Below are the records; output them exactly from the first line through the line with "closed before resolving.", stopping there.

** Opening Source data block **

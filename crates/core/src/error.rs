//! Error taxonomy for a launch attempt.

use std::time::Duration;

use binder_runtime::RuntimeError;
use thiserror::Error;

use crate::materialize::CandidateFailure;

pub type Result<T> = std::result::Result<T, Error>;

#[derive(Debug, Error)]
pub enum Error {
	/// The provisioning stream could not even be opened.
	#[error("cannot open provisioning stream at {url:?}: {source}")]
	InvalidSourceUrl {
		url: String,
		#[source]
		source: RuntimeError,
	},

	/// The build service reported an explicit failure.
	#[error("provisioning failed: {payload}")]
	ProvisioningFailed { payload: String },

	/// The provisioning stream errored or closed before resolving.
	#[error("lost connection to {url}: {source}")]
	ConnectionLost {
		url: String,
		#[source]
		source: RuntimeError,
	},

	#[error("provisioning did not finish within {0:?}")]
	ProvisioningTimeout(Duration),

	#[error("build service returned an unusable session URL {url:?}: {reason}")]
	InvalidSessionUrl { url: String, reason: String },

	#[error("notebook upload to {url} failed: {source}")]
	Upload {
		url: String,
		#[source]
		source: reqwest::Error,
	},

	#[error("notebook upload to {url} rejected with status {status}: {body}")]
	UploadRejected { url: String, status: u16, body: String },

	#[error("request to {url} failed: {source}")]
	Open {
		url: String,
		#[source]
		source: reqwest::Error,
	},

	#[error("no open request was accepted ({})", describe_failures(failures))]
	OpenRejected { failures: Vec<CandidateFailure> },

	#[error("invalid notebook source: {reason}")]
	InvalidDocumentSource { reason: String },

	#[error("notebook integrity check failed: expected {expected}, got {actual}")]
	IntegrityMismatch { expected: String, actual: String },

	#[error("state update failed: {0}")]
	State(String),

	#[error("live connection failed: {0}")]
	Connect(String),

	#[error("shutdown request to {url} failed: {reason}")]
	Shutdown { url: String, reason: String },

	#[error("failed to create HTTP client: {0}")]
	Client(#[source] reqwest::Error),

	#[error(transparent)]
	Runtime(#[from] RuntimeError),
}

fn describe_failures(failures: &[CandidateFailure]) -> String {
	if failures.is_empty() {
		return "no candidates".to_string();
	}
	failures
		.iter()
		.map(|f| format!("{}={} -> {}", f.candidate.key, f.candidate.value, f.status))
		.collect::<Vec<_>>()
		.join(", ")
}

** Closing Source data block **

__Task output__:
filename crates/core/src/error.rs
//! Error taxonomy for a launch attempt.

use std::time::Duration;

use binder_runtime::RuntimeError;
use thiserror::Error;

use crate::materialize::CandidateFailure;

pub type Result<T> = std::result::Result<T, Error>;

#[derive(Debug, Error)]
pub enum Error {
	/// The provisioning stream could not even be opened.
	#[error("cannot open provisioning stream at {url:?}: {source}")]
	InvalidSourceUrl {
		url: String,
		#[source]
		source: RuntimeError,
	},

	/// The build service reported an explicit failure.
	#[error("provisioning failed: {payload}")]
	ProvisioningFailed { payload: String },

	/// The provisioning stream errored or closed before resolving.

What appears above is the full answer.